** Opening Data for this exercise block **

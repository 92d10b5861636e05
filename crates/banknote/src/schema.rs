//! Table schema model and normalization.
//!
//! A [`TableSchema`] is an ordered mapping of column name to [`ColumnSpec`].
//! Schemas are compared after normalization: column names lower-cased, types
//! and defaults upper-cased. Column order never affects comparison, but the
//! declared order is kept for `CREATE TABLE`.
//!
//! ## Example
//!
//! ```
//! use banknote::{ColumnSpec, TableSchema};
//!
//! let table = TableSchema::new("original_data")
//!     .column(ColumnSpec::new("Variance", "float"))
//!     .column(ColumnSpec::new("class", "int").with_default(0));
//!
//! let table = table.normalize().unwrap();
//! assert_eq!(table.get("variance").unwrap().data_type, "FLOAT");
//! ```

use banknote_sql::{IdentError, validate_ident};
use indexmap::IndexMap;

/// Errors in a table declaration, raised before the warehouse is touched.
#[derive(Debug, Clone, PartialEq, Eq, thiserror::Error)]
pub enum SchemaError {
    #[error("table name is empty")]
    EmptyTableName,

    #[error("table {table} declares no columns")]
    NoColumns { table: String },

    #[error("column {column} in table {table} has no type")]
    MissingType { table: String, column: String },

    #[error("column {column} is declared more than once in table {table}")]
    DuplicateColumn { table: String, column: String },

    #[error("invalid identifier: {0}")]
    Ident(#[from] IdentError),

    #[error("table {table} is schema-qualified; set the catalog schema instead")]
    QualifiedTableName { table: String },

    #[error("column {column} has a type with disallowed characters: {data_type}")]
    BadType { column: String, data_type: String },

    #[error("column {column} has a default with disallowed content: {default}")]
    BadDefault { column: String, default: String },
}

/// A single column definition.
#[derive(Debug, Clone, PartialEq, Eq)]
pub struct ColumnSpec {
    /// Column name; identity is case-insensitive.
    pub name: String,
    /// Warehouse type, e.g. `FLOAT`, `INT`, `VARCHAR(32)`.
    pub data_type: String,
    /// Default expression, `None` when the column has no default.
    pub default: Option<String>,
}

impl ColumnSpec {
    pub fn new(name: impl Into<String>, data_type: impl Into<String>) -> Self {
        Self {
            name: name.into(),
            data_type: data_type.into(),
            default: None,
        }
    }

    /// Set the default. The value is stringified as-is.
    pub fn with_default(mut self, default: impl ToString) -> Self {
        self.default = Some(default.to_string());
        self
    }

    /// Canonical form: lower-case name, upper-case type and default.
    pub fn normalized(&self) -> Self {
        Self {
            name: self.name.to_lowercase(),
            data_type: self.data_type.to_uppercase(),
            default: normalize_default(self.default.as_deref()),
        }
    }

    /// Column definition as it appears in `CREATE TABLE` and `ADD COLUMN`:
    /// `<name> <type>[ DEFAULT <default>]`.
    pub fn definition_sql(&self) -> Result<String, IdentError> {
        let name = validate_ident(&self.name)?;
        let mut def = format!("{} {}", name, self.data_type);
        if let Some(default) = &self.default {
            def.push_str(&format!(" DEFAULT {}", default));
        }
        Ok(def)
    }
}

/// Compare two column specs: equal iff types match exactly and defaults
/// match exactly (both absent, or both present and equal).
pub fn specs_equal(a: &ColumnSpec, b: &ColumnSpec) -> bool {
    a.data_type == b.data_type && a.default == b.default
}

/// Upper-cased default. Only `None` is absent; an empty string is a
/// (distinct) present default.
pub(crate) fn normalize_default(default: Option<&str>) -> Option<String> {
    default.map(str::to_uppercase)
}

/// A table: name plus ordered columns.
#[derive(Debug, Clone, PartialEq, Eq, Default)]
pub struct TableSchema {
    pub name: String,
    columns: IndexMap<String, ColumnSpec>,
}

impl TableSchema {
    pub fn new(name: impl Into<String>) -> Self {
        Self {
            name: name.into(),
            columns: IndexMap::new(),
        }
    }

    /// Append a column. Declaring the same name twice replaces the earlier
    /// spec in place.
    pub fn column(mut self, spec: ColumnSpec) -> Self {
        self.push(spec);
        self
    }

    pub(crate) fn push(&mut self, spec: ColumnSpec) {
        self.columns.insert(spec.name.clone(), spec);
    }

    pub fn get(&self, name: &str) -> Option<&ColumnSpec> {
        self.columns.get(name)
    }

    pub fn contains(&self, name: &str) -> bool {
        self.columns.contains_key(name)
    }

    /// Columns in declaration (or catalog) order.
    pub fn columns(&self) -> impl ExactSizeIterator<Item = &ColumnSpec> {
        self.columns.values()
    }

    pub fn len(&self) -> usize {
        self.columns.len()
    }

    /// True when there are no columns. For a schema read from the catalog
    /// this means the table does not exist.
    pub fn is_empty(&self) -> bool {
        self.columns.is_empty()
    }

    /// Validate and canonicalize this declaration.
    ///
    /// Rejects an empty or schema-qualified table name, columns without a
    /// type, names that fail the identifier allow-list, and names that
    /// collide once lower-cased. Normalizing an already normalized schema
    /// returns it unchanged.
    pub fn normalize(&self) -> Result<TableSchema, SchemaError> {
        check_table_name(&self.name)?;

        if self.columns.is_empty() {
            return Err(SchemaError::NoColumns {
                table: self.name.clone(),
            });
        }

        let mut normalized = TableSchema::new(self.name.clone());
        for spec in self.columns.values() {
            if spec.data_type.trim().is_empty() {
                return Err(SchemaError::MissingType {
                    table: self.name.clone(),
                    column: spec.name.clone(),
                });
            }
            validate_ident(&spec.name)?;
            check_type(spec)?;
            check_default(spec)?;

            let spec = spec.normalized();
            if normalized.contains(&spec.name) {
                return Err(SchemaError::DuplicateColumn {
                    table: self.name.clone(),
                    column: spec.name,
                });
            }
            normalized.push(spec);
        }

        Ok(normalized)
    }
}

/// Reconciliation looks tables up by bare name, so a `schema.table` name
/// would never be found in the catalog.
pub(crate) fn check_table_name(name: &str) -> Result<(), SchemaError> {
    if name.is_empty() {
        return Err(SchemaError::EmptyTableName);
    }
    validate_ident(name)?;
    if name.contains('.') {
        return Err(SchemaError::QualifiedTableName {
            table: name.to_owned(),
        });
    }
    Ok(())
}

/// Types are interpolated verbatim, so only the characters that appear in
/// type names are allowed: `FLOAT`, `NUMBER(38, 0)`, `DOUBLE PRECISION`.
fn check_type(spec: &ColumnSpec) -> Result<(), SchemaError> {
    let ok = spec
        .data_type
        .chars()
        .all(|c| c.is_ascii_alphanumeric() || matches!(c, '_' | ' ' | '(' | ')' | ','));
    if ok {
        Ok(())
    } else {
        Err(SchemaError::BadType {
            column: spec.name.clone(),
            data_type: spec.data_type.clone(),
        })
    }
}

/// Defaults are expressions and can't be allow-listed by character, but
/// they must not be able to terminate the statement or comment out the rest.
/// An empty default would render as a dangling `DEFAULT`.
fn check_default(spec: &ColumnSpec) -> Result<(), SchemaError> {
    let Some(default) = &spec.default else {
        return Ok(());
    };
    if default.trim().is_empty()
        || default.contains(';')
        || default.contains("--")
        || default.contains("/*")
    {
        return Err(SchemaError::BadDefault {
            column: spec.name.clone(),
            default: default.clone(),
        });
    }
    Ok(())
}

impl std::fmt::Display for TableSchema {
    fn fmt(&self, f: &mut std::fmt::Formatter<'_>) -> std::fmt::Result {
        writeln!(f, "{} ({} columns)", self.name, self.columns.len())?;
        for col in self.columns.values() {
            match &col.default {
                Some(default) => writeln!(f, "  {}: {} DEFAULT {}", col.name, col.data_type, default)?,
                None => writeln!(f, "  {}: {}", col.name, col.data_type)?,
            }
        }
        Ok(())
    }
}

** Closing Data for this exercise block **

Wherever the string "normalization" appears in the entries above, return the line it appears on.

//! Table schema model and normalization.
//! Schemas are compared after normalization: column names lower-cased, types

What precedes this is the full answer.